**Task item**
Search the listing below for the string "const" and copy every line where it occurs.

**Study material**
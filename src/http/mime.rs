//! MIME type detection module
//!
//! Maps a bundle file extension to its `Content-Type`. Text types carry an
//! explicit UTF-8 charset so the SPA's scripts and documents decode the same
//! way in every webview.

use std::path::Path;

/// Get MIME Content-Type based on file extension (case-insensitive)
///
/// # Examples
/// ```
/// use edge_router::http::mime::get_content_type;
/// assert_eq!(get_content_type(Some("js")), "text/javascript; charset=utf-8");
/// assert_eq!(get_content_type(Some("PNG")), "image/png");
/// assert_eq!(get_content_type(None), "application/octet-stream");
/// ```
pub fn get_content_type(extension: Option<&str>) -> &'static str {
    let Some(ext) = extension else {
        return "application/octet-stream";
    };
    match ext.to_ascii_lowercase().as_str() {
        // Documents and scripts
        "html" | "htm" => "text/html; charset=utf-8",
        "css" => "text/css; charset=utf-8",
        "js" | "mjs" | "cjs" => "text/javascript; charset=utf-8",
        "json" | "map" => "application/json",
        "webmanifest" => "application/manifest+json",
        "txt" | "md" => "text/plain; charset=utf-8",
        "csv" => "text/csv; charset=utf-8",
        "xml" => "application/xml",
        "wasm" => "application/wasm",

        // Images
        "png" => "image/png",
        "jpg" | "jpeg" => "image/jpeg",
        "gif" => "image/gif",
        "svg" => "image/svg+xml",
        "ico" => "image/x-icon",
        "webp" => "image/webp",
        "avif" => "image/avif",

        // Fonts
        "woff" => "font/woff",
        "woff2" => "font/woff2",
        "ttf" => "font/ttf",
        "otf" => "font/otf",

        // Media
        "mp3" => "audio/mpeg",
        "wav" => "audio/wav",
        "mp4" => "video/mp4",
        "webm" => "video/webm",

        // Downloads
        "pdf" => "application/pdf",
        "zip" => "application/zip",
        "xlsx" => "application/vnd.openxmlformats-officedocument.spreadsheetml.sheet",
        "apk" => "application/vnd.android.package-archive",

        _ => "application/octet-stream",
    }
}

/// Content type for a resolved file path
pub fn for_path(path: &Path) -> &'static str {
    get_content_type(path.extension().and_then(|e| e.to_str()))
}
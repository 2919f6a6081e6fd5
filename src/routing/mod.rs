//! Routing module
//!
//! Static-vs-dynamic classification of request paths:
//! - Route table evaluated first-match-wins
//! - Build manifest derived from the table for the hosting platform
//! - Path patterns with parameters for the API dispatch table

pub mod manifest;
mod matcher;
mod table;

pub use manifest::{BuildManifest, ManifestClass, ManifestEntry};
pub use matcher::{PathParams, PathPattern};
pub use table::{Route, RouteKind, RoutePattern, RouteTable};
//! Access log format module
//!
//! Supports multiple log formats:
//! - `combined` (Apache/Nginx combined format)
//! - `common` (Common Log Format - CLF)
//! - `json` (one JSON object per request)
//! - Custom patterns with variables

use chrono::{DateTime, Local};
use hyper::header::{HeaderName, REFERER, USER_AGENT};
use hyper::http::request::Parts;

const CLF_TIME: &str = "%d/%b/%Y:%H:%M:%S %z";

/// Access log entry containing all request/response information
#[derive(Debug, Clone)]
pub struct AccessLogEntry {
    pub remote_addr: String,
    pub time: DateTime<Local>,
    pub method: String,
    pub path: String,
    /// Query string (without leading ?)
    pub query: Option<String>,
    pub http_version: String,
    pub status: u16,
    pub body_bytes: u64,
    pub referer: Option<String>,
    pub user_agent: Option<String>,
    /// Route kind that served the request (`api`, `static`, `spa`, ...)
    pub route: &'static str,
    pub request_time_us: u64,
}

impl AccessLogEntry {
    /// Capture the request half of an entry; status and size are filled in later
    pub fn from_request(remote_addr: String, parts: &Parts) -> Self {
        let header = |name: HeaderName| {
            parts
                .headers
                .get(name)
                .and_then(|v| v.to_str().ok())
                .map(ToString::to_string)
        };
        Self {
            remote_addr,
            time: Local::now(),
            method: parts.method.to_string(),
            path: parts.uri.path().to_string(),
            query: parts.uri.query().map(ToString::to_string),
            http_version: format!("{:?}", parts.version)
                .trim_start_matches("HTTP/")
                .to_string(),
            status: 200,
            body_bytes: 0,
            referer: header(REFERER),
            user_agent: header(USER_AGENT),
            route: "-",
            request_time_us: 0,
        }
    }

    /// Format the log entry according to the specified format
    pub fn format(&self, format: &str) -> String {
        match format {
            "combined" => format!(
                "{} \"{}\" \"{}\"",
                self.format_common(),
                self.referer.as_deref().unwrap_or("-"),
                self.user_agent.as_deref().unwrap_or("-"),
            ),
            "common" => self.format_common(),
            "json" => self.format_json(),
            custom => self.format_custom(custom),
        }
    }

    fn request_uri(&self) -> String {
        self.query.as_ref().map_or_else(
            || self.path.clone(),
            |q| format!("{}?{q}", self.path),
        )
    }

    /// `$remote_addr - - [$time_local] "$request" $status $body_bytes_sent`
    fn format_common(&self) -> String {
        format!(
            "{} - - [{}] \"{} {} HTTP/{}\" {} {}",
            self.remote_addr,
            self.time.format(CLF_TIME),
            self.method,
            self.request_uri(),
            self.http_version,
            self.status,
            self.body_bytes,
        )
    }

    fn format_json(&self) -> String {
        serde_json::json!({
            "remote_addr": self.remote_addr,
            "time": self.time.to_rfc3339(),
            "method": self.method,
            "path": self.path,
            "query": self.query,
            "http_version": self.http_version,
            "status": self.status,
            "body_bytes": self.body_bytes,
            "referer": self.referer,
            "user_agent": self.user_agent,
            "route": self.route,
            "request_time_us": self.request_time_us,
        })
        .to_string()
    }

    /// Custom format with variable substitution
    ///
    /// Supported variables: `$remote_addr`, `$time_local`, `$time_iso8601`,
    /// `$request`, `$request_method`, `$request_uri`, `$request_time`,
    /// `$status`, `$body_bytes_sent`, `$http_referer`, `$http_user_agent`,
    /// `$route`.
    fn format_custom(&self, pattern: &str) -> String {
        let request_uri = self.request_uri();
        let request_line = format!("{} {} HTTP/{}", self.method, request_uri, self.http_version);
        #[allow(clippy::cast_precision_loss)]
        let request_time = self.request_time_us as f64 / 1_000_000.0;

        // $request_time and $request_* must be replaced before $request
        pattern
            .replace("$remote_addr", &self.remote_addr)
            .replace("$time_local", &self.time.format(CLF_TIME).to_string())
            .replace("$time_iso8601", &self.time.to_rfc3339())
            .replace("$request_time", &format!("{request_time:.3}"))
            .replace("$request_method", &self.method)
            .replace("$request_uri", &request_uri)
            .replace("$request", &request_line)
            .replace("$status", &self.status.to_string())
            .replace("$body_bytes_sent", &self.body_bytes.to_string())
            .replace("$http_referer", self.referer.as_deref().unwrap_or("-"))
            .replace("$http_user_agent", self.user_agent.as_deref().unwrap_or("-"))
            .replace("$route", self.route)
    }
}

#[cfg(test)]
mod tests {
    use super::*;
    use hyper::Request;

    fn create_test_entry() -> AccessLogEntry {
        let (parts, ()) = Request::get("/api/health?verbose=1")
            .header("referer", "https://apd-oasis.pages.dev/")
            .header("user-agent", "Mozilla/5.0")
            .body(())
            .unwrap()
            .into_parts();
        let mut entry = AccessLogEntry::from_request("192.168.1.1".to_string(), &parts);
        entry.status = 200;
        entry.body_bytes = 1234;
        entry.route = "api";
        entry.request_time_us = 250_000;
        entry
    }

    #[test]
    fn test_from_request() {
        let entry = create_test_entry();
        assert_eq!(entry.method, "GET");
        assert_eq!(entry.path, "/api/health");
        assert_eq!(entry.query.as_deref(), Some("verbose=1"));
        assert_eq!(entry.http_version, "1.1");
        assert_eq!(entry.user_agent.as_deref(), Some("Mozilla/5.0"));
    }

    #[test]
    fn test_format_combined() {
        let log = create_test_entry().format("combined");
        assert!(log.starts_with("192.168.1.1 - - ["));
        assert!(log.contains("\"GET /api/health?verbose=1 HTTP/1.1\" 200 1234"));
        assert!(log.ends_with("\"https://apd-oasis.pages.dev/\" \"Mozilla/5.0\""));
    }

    #[test]
    fn test_format_common() {
        let log = create_test_entry().format("common");
        assert!(log.contains("GET /api/health?verbose=1 HTTP/1.1"));
        assert!(log.ends_with("200 1234"));
        assert!(!log.contains("Mozilla"));
    }

    #[test]
    fn test_format_json() {
        let log = create_test_entry().format("json");
        let value: serde_json::Value = serde_json::from_str(&log).unwrap();
        assert_eq!(value["remote_addr"], "192.168.1.1");
        assert_eq!(value["status"], 200);
        assert_eq!(value["route"], "api");
        assert_eq!(value["query"], "verbose=1");
    }

    #[test]
    fn test_format_custom() {
        let log = create_test_entry().format("$remote_addr $request $status $request_time $route");
        assert_eq!(
            log,
            "192.168.1.1 GET /api/health?verbose=1 HTTP/1.1 200 0.250 api"
        );
    }
}
// Configuration module entry point
// Loads the immutable process configuration and validates it once at startup

mod types;
mod validate;

use std::net::SocketAddr;

pub use types::{
    ApiConfig, AssetsConfig, Bindings, Config, CorsConfig, HealthConfig, HttpConfig, LogFormat,
    LoggingConfig, PerformanceConfig, Secret, ServerConfig,
};
pub use validate::ConfigError;

/// Environment variable prefix, e.g. `EDGE__SERVER__PORT=9000`
pub const ENV_PREFIX: &str = "EDGE";

impl Config {
    /// Load configuration from specified file path (extension optional)
    ///
    /// A missing file is not an error; defaults and environment still apply.
    pub fn load_from(config_path: &str) -> Result<Self, ConfigError> {
        let settings = config::Config::builder()
            .add_source(config::File::with_name(config_path).required(false))
            .add_source(
                config::Environment::with_prefix(ENV_PREFIX)
                    .prefix_separator("__")
                    .separator("__")
                    .try_parsing(true),
            )
            .build()?;

        let cfg: Self = settings.try_deserialize()?;
        cfg.validate()?;
        Ok(cfg)
    }

    pub fn socket_addr(&self) -> Result<SocketAddr, ConfigError> {
        let addr = format!("{}:{}", self.server.host, self.server.port);
        addr.parse()
            .map_err(|source| ConfigError::InvalidAddress { addr, source })
    }
}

**Answer area**
const CLF_TIME: &str = "%d/%b/%Y:%H:%M:%S %z";
pub const ENV_PREFIX: &str = "EDGE";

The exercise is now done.